The party was a coalition partner of the PML-N in the Balochistan government following the 2013 elections and stood by the pmln during some of the latter's most challenging times in government.

Ideology
PkMAP has opposed the merger of Federally Administered Tribal Areas with Khyber Pakhtunkhwa province and has been widely criticized for the position. Its chief Mehmood Khan Achakzai has previously suggested that FATA should be governed either by a governor or a council that should be elected through adult franchise. PkMAP chief Achakzai has also called for the creation of a province for Pakhtuns living in areas from the Pak-Afghan border to Mianwali in Pakistan.

Electoral history
In 2018 polls the party could not secure a single seat in the national assembly including the loss of the seat of its leader and was able to win one seat in the Balochistan assembly.

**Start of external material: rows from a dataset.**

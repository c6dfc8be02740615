//! Lifetime tracking for fire-and-forget work.
//!
//! Background revalidations, outbox appends triggered from notification
//! actions, and snoozed re-notifications all run detached from their caller.
//! The host must keep the execution context alive until that work settles, so
//! spawning through a [`TaskGroup`] is a first-class contract here, not a
//! side effect: the host awaits [`TaskGroup::idle`] before letting the
//! process wind down.

use std::future::Future;
use std::sync::Arc;

use tokio::sync::watch;

/// Counts in-flight detached tasks and wakes waiters when the count
/// reaches zero.
#[derive(Clone)]
pub struct TaskGroup {
  active: Arc<watch::Sender<usize>>,
}

impl TaskGroup {
  pub fn new() -> Self {
    let (tx, _rx) = watch::channel(0);
    Self {
      active: Arc::new(tx),
    }
  }

  /// Spawn detached work, extending the group's lifetime until it settles.
  /// The count is released even if the task panics.
  pub fn spawn<F>(&self, fut: F)
  where
    F: Future<Output = ()> + Send + 'static,
  {
    self.active.send_modify(|n| *n += 1);
    let guard = CountGuard(Arc::clone(&self.active));
    tokio::spawn(async move {
      let _guard = guard;
      fut.await;
    });
  }

  /// Number of tasks still in flight.
  pub fn active(&self) -> usize {
    *self.active.borrow()
  }

  /// Wait until every spawned task has settled.
  pub async fn idle(&self) {
    let mut rx = self.active.subscribe();
    // wait_for checks the current value first, so a group that is already
    // idle returns immediately. Err means the sender dropped, which cannot
    // happen while &self is alive.
    let _ = rx.wait_for(|n| *n == 0).await;
  }
}

impl Default for TaskGroup {
  fn default() -> Self {
    Self::new()
  }
}

struct CountGuard(Arc<watch::Sender<usize>>);

impl Drop for CountGuard {
  fn drop(&mut self) {
    self.0.send_modify(|n| *n = n.saturating_sub(1));
  }
}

In the 2013 Pakistan general and provincial elections, the party won three general seats in the National Assembly and 10 in the Balochistan Assembly. In 2002, PkMAP secured one NA seat and three provincial assembly seats. The party won two provincial seats in the 1997 polls. It won three NA seats and four provincial seats in 1993. Prior to this, in the 1990 elections, PkMAP won three provincial assembly seats.